Lines with "retain": report how many there are in the listing below, giving the number and nothing else.

-- Opening Marker --

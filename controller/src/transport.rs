use rumqttc::{AsyncClient, QoS};
use tokio::sync::mpsc;
use tokio::task::JoinHandle;
use tracing::{debug, warn};

/// Outbound broker traffic. Zones and the registry enqueue commands instead
/// of touching the client, so nothing blocks on the network while holding a
/// zone lock.
#[derive(Debug)]
pub enum TransportCommand {
    Publish {
        topic: String,
        payload: Vec<u8>,
        qos: QoS,
        retain: bool,
    },
    Subscribe {
        filter: String,
        qos: QoS,
    },
    Unsubscribe {
        filter: String,
    },
}

pub type CommandSender = mpsc::UnboundedSender<TransportCommand>;
pub type CommandReceiver = mpsc::UnboundedReceiver<TransportCommand>;

pub fn command_channel() -> (CommandSender, CommandReceiver) {
    mpsc::unbounded_channel()
}

pub fn spawn_command_pump(client: AsyncClient, mut commands: CommandReceiver) -> JoinHandle<()> {
    tokio::spawn(async move {
        while let Some(command) = commands.recv().await {
            let result = match command {
                TransportCommand::Publish {
                    topic,
                    payload,
                    qos,
                    retain,
                } => client.publish(topic, qos, retain, payload).await,
                TransportCommand::Subscribe { filter, qos } => client.subscribe(filter, qos).await,
                TransportCommand::Unsubscribe { filter } => client.unsubscribe(filter).await,
            };

            if let Err(err) = result {
                warn!("transport command failed: {err}");
            }
        }
        debug!("transport command channel closed");
    })
}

-- Closing Marker --

→ **Result**: 3